### WORK ORDER
Each entry must appear in the answer exactly as it does here.
[EXERCISE INPUT — start]
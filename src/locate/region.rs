//! Fractional search regions and edge pixel lookup

use super::types::PixelPos;
use image::GrayImage;

/// Rectangle expressed as fractions of the full image width and height
#[derive(Debug, Clone, Copy, PartialEq)]
pub struct SearchRegion {
    pub left: f64,
    pub right: f64,
    pub top: f64,
    pub bottom: f64,
}

impl SearchRegion {
    pub fn new(left: f64, right: f64, top: f64, bottom: f64) -> Self {
        Self {
            left,
            right,
            top,
            bottom,
        }
    }

    /// Full width, rows 20%..70% of the screen
    pub fn default_band(left: f64, right: f64) -> Self {
        Self::new(left, right, 0.20, 0.70)
    }

    /// Absolute `(row0, row1, col0, col1)` bounds, half-open, clipped to the image
    pub fn to_pixels(&self, width: u32, height: u32) -> (u32, u32, u32, u32) {
        let scale = |fraction: f64, extent: u32| -> u32 {
            let clamped = fraction.clamp(0.0, 1.0);
            ((extent as f64 * clamped).floor() as u32).min(extent)
        };
        (
            scale(self.top, height),
            scale(self.bottom, height),
            scale(self.left, width),
            scale(self.right, width),
        )
    }
}

/// Coordinates of every non-zero edge pixel inside `region`
///
/// Results are in full-image coordinates, row-major order.
pub fn find_edge_pixels(edge_map: &GrayImage, region: &SearchRegion) -> Vec<PixelPos> {
    let (row0, row1, col0, col1) = region.to_pixels(edge_map.width(), edge_map.height());
    let mut positions = Vec::new();

    for row in row0..row1 {
        for col in col0..col1 {
            if edge_map.get_pixel(col, row)[0] != 0 {
                positions.push(PixelPos::new(row, col));
            }
        }
    }

    log::trace!(
        "🔍 {} edge pixels in rows [{},{}) cols [{},{})",
        positions.len(),
        row0,
        row1,
        col0,
        col1
    );

    positions
}

#[cfg(test)]
mod tests {
    use super::*;
    use image::Luma;

    #[test]
    fn test_pixel_bounds_use_floor() {
        let region = SearchRegion::new(0.25, 0.75, 0.20, 0.70);
        assert_eq!(region.to_pixels(101, 55), (11, 38, 25, 75));
    }

    #[test]
    fn test_fractions_are_clamped() {
        let region = SearchRegion::new(-0.5, 1.5, 0.0, 2.0);
        assert_eq!(region.to_pixels(80, 60), (0, 60, 0, 80));
    }

    #[test]
    fn test_empty_map_yields_nothing() {
        let edges = GrayImage::new(50, 50);
        assert!(find_edge_pixels(&edges, &SearchRegion::default_band(0.0, 1.0)).is_empty());
    }

    #[test]
    fn test_results_stay_inside_region() {
        let edges = GrayImage::from_pixel(60, 40, Luma([255]));
        let region = SearchRegion::new(0.1, 0.5, 0.25, 0.5);
        let (row0, row1, col0, col1) = region.to_pixels(60, 40);
        let positions = find_edge_pixels(&edges, &region);

        assert_eq!(positions.len(), ((row1 - row0) * (col1 - col0)) as usize);
        for p in &positions {
            assert!(p.row >= row0 && p.row < row1);
            assert!(p.col >= col0 && p.col < col1);
        }
    }

    #[test]
    fn test_row_major_order_and_translation() {
        let mut edges = GrayImage::new(20, 20);
        edges.put_pixel(15, 8, Luma([255]));
        edges.put_pixel(3, 8, Luma([255]));
        edges.put_pixel(9, 5, Luma([1]));
        // outside the vertical band
        edges.put_pixel(9, 19, Luma([255]));

        let positions = find_edge_pixels(&edges, &SearchRegion::default_band(0.0, 1.0));
        assert_eq!(
            positions,
            vec![PixelPos::new(5, 9), PixelPos::new(8, 3), PixelPos::new(8, 15)]
        );
    }

    #[test]
    fn test_reversed_bounds_are_empty() {
        let edges = GrayImage::from_pixel(20, 20, Luma([255]));
        let region = SearchRegion::new(0.8, 0.2, 0.2, 0.7);
        assert!(find_edge_pixels(&edges, &region).is_empty());
    }
}
pub mod error;
pub mod locate;

pub use error::{LocateError, LocateResult};
pub use locate::{FrameAnalysis, JumpDetector, LocatorConfig};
[EXERCISE INPUT — finish]
### TASK SOLUTION
filename src/locate/region.rs
//! Fractional search regions and edge pixel lookup

use super::types::PixelPos;
use image::GrayImage;

/// Rectangle expressed as fractions of the full image width and height
#[derive(Debug, Clone, Copy, PartialEq)]
pub struct SearchRegion {
    pub left: f64,
    pub right: f64,
    pub top: f64,
    pub bottom: f64,
}

impl SearchRegion {
    pub fn new(left: f64, right: f64, top: f64, bottom: f64) -> Self {
        Self {
            left,
            right,
            top,
            bottom,
        }
    }

    /// Full width, rows 20%..70% of the screen
    pub fn default_band(left: f64, right: f64) -> Self {
        Self::new(left, right, 0.20, 0.70)
    }

    /// Absolute `(row0, row1, col0, col1)` bounds, half-open, clipped to the image
    pub fn to_pixels(&self, width: u32, height: u32) -> (u32, u32, u32, u32) {
        let scale = |fraction: f64, extent: u32| -> u32 {
            let clamped = fraction.clamp(0.0, 1.0);
            ((extent as f64 * clamped).floor() as u32).min(extent)
        };
        (
            scale(self.top, height),
            scale(self.bottom, height),
            scale(self.left, width),
            scale(self.right, width),
        )
    }
}

/// Coordinates of every non-zero edge pixel inside `region`
///
/// Results are in full-image coordinates, row-major order.
pub fn find_edge_pixels(edge_map: &GrayImage, region: &SearchRegion) -> Vec<PixelPos> {
    let (row0, row1, col0, col1) = region.to_pixels(edge_map.width(), edge_map.height());
    let mut positions = Vec::new();

    for row in row0..row1 {
        for col in col0..col1 {
            if edge_map.get_pixel(col, row)[0] != 0 {
                positions.push(PixelPos::new(row, col));
            }
        }
    }

    log::trace!(
        "🔍 {} edge pixels in rows [{},{}) cols [{},{})",
        positions.len(),
        row0,
        row1,
        col0,
        col1
    );

    positions
}

#[cfg(test)]
mod tests {
    use super::*;
    use image::Luma;

    #[test]
    fn test_pixel_bounds_use_floor() {
        let region = SearchRegion::new(0.25, 0.75, 0.20, 0.70);
        assert_eq!(region.to_pixels(101, 55), (11, 38, 25, 75));
    }

    #[test]
    fn test_fractions_are_clamped() {
        let region = SearchRegion::new(-0.5, 1.5, 0.0, 2.0);
        assert_eq!(region.to_pixels(80, 60), (0, 60, 0, 80));
    }

    #[test]
    fn test_empty_map_yields_nothing() {
        let edges = GrayImage::new(50, 50);
        assert!(find_edge_pixels(&edges, &SearchRegion::default_band(0.0, 1.0)).is_empty());
    }

    #[test]
    fn test_results_stay_inside_region() {
        let edges = GrayImage::from_pixel(60, 40, Luma([255]));
        let region = SearchRegion::new(0.1, 0.5, 0.25, 0.5);
        let (row0, row1, col0, col1) = region.to_pixels(60, 40);
        let positions = find_edge_pixels(&edges, &region);

        assert_eq!(positions.len(), ((row1 - row0) * (col1 - col0)) as usize);
        for p in &positions {
            assert!(p.row >= row0 && p.row < row1);
            assert!(p.col >= col0 && p.col < col1);
        }
    }

    #[test]
    fn test_row_major_order_and_translation() {
        let mut edges = GrayImage::new(20, 20);
        edges.put_pixel(15, 8, Luma([255]));
        edges.put_pixel(3, 8, Luma([255]));
        edges.put_pixel(9, 5, Luma([1]));
        // outside the vertical band
        edges.put_pixel(9, 19, Luma([255]));

        let positions = find_edge_pixels(&edges, &SearchRegion::default_band(0.0, 1.0));
        assert_eq!(
            positions,
            vec![PixelPos::new(5, 9), PixelPos::new(8, 3), PixelPos::new(8, 15)]
        );
    }

    #[test]
    fn test_reversed_bounds_are_empty() {
        let edges = GrayImage::from_pixel(20, 20, Luma([255]));
        let region = SearchRegion::new(0.8, 0.2, 0.2, 0.7);
        assert!(find_edge_pixels(&edges, &region).is_empty());
    }
}
pub mod error;
pub mod locate;

pub use error::{LocateError, LocateResult};
pub use locate::{FrameAnalysis, JumpDetector, LocatorConfig};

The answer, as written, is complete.